第2話 お代官様

 オレは今、都から随分離れた荒れ地を彷徨っている。


 何日もの間、ほとんど食べていないから、もう空腹で倒れる寸前だ。


 そういうわけで、ちょっとした森を見つけたオレは、なにか食べられそうなものはないかと探し回ることにした。


「誰か! 誰か助けてー!」


 森に入ってしばらくすると女の悲鳴が聞こえてきた。


 どこからだろうとキョロキョロと茂みの間を見回す。


 もう一度聞こえてきた方向を特定して向いた途端に女が飛び出してきた。


 年齢は俺と同じくらいだろうか。


 いわゆる中肉中背くらいの背格好で、まだあどけなさが残っているが可愛らしい顔の女の子だ。


 オレの目の前で倒れ込んだ彼女の後ろから、大きな獣が追いかけてきた。


 3メートル、いや4メートルはあるか。


 クマのような姿をした魔獣だ。


 オレは女の子の前に立ちはだかる。


 オレのスキル『旗手』は『フラグを立てる』能力だが、魔獣は喋らないのでシチュエーションを見立てるしかない。


 『森で魔獣に襲われている女の子に出くわした主人公』というのは使えそうだ、あとは確率の問題だな。


 グルル……と唸り声を上げながら様子をうかがっていた魔獣だが、助けに来たのはオレしかいないと見定めたのか、後ろ足で立ち上がりながら凶暴な声で威嚇してきた。


「ヴオオオーッ!」


 大きく振り上げた前足をブンッ! と風切り音を出しながら振り下ろす。


 しかし前足は両方ともスカッと空を切った。


 オレの身体は自動で高速移動し、魔獣の背後に回り込むと、右手が勝手に魔獣の背中に触れて闘気のような衝撃波を流し込む。
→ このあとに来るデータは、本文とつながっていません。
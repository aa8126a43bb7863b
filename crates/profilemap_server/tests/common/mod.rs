#![allow(dead_code)]

use std::sync::Arc;
use std::time::Duration;

use async_trait::async_trait;
use axum::{
    body::{to_bytes, Body},
    http::{header::CONTENT_TYPE, Method, Request, StatusCode},
    response::Response,
    Router,
};
use profilemap_core::db::open_db_in_memory;
use profilemap_core::{GeocodeError, GeocodeMatch, GeocodeResult, Geocoder, MapConfig};
use profilemap_server::{build_router, AppState};
use tower::ServiceExt;

pub fn app() -> Router {
    app_with(None, MapConfig::default())
}

pub fn app_with(geocoder: Option<Arc<dyn Geocoder>>, map: MapConfig) -> Router {
    let conn = open_db_in_memory().unwrap();
    build_router(AppState::new(conn, geocoder, map))
}

/// Router over a store whose profiles table has been dropped.
pub fn broken_store_app() -> Router {
    let conn = open_db_in_memory().unwrap();
    conn.execute_batch("DROP TABLE profiles;").unwrap();
    build_router(AppState::new(conn, None, MapConfig::default()))
}

/// Answers every lookup with the same result.
pub struct FixedGeocoder(pub Option<GeocodeMatch>);

#[async_trait]
impl Geocoder for FixedGeocoder {
    async fn geocode(&self, _address: &str) -> GeocodeResult<Option<GeocodeMatch>> {
        Ok(self.0.clone())
    }
}

pub struct FailingGeocoder;

#[async_trait]
impl Geocoder for FailingGeocoder {
    async fn geocode(&self, _address: &str) -> GeocodeResult<Option<GeocodeMatch>> {
        Err(GeocodeError::Status(500))
    }
}

pub fn geocode_match(candidates: usize) -> GeocodeMatch {
    GeocodeMatch {
        latitude: 40.7128,
        longitude: -74.006,
        place_name: Some("New York, NY".to_string()),
        candidates,
    }
}

pub async fn send(app: &Router, request: Request<Body>) -> Response {
    app.clone().oneshot(request).await.unwrap()
}

pub async fn body_text(response: Response) -> String {
    let bytes = to_bytes(response.into_body(), usize::MAX).await.unwrap();
    String::from_utf8(bytes.to_vec()).unwrap()
}

pub async fn body_json(response: Response) -> serde_json::Value {
    let bytes = to_bytes(response.into_body(), usize::MAX).await.unwrap();
    serde_json::from_slice(&bytes).unwrap()
}

pub fn get(uri: &str) -> Request<Body> {
    Request::builder().uri(uri).body(Body::empty()).unwrap()
}

pub fn json_request(method: Method, uri: &str, body: serde_json::Value) -> Request<Body> {
    Request::builder()
        .method(method)
        .uri(uri)
        .header(CONTENT_TYPE, "application/json")
        .body(Body::from(body.to_string()))
        .unwrap()
}

pub fn form_request(uri: &str, body: &str) -> Request<Body> {
    Request::builder()
        .method(Method::POST)
        .uri(uri)
        .header(CONTENT_TYPE, "application/x-www-form-urlencoded")
        .body(Body::from(body.to_string()))
        .unwrap()
}

/// Creates a profile through the API and returns its JSON representation.
pub async fn create_via_api(app: &Router, name: &str, address: &str) -> serde_json::Value {
    let response = send(
        app,
        json_request(
            Method::POST,
            "/api/profiles",
            serde_json::json!({
                "name": name,
                "description": format!("{name} description"),
                "address": address,
                "latitude": 40.0,
                "longitude": -73.0,
            }),
        ),
    )
    .await;
    assert_eq!(response.status(), StatusCode::CREATED);
    let created = body_json(response).await;
    // Keeps creation timestamps distinct so newest-first order is deterministic.
    tokio::time::sleep(Duration::from_millis(2)).await;
    created
}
 ドンッ! と衝撃が魔獣の硬い皮膚と分厚い脂肪を突き抜け、魔獣は断末魔の雄叫びを上げてズゥンと倒れたのだった。


「あの……助けていただいてありがとうございます」


 女の子から礼を言われたが、実のところほとんど何もしてない。


 闘気なんて操れないし、立てたフラグから高確率で撃退するという結果を導き出したに過ぎない。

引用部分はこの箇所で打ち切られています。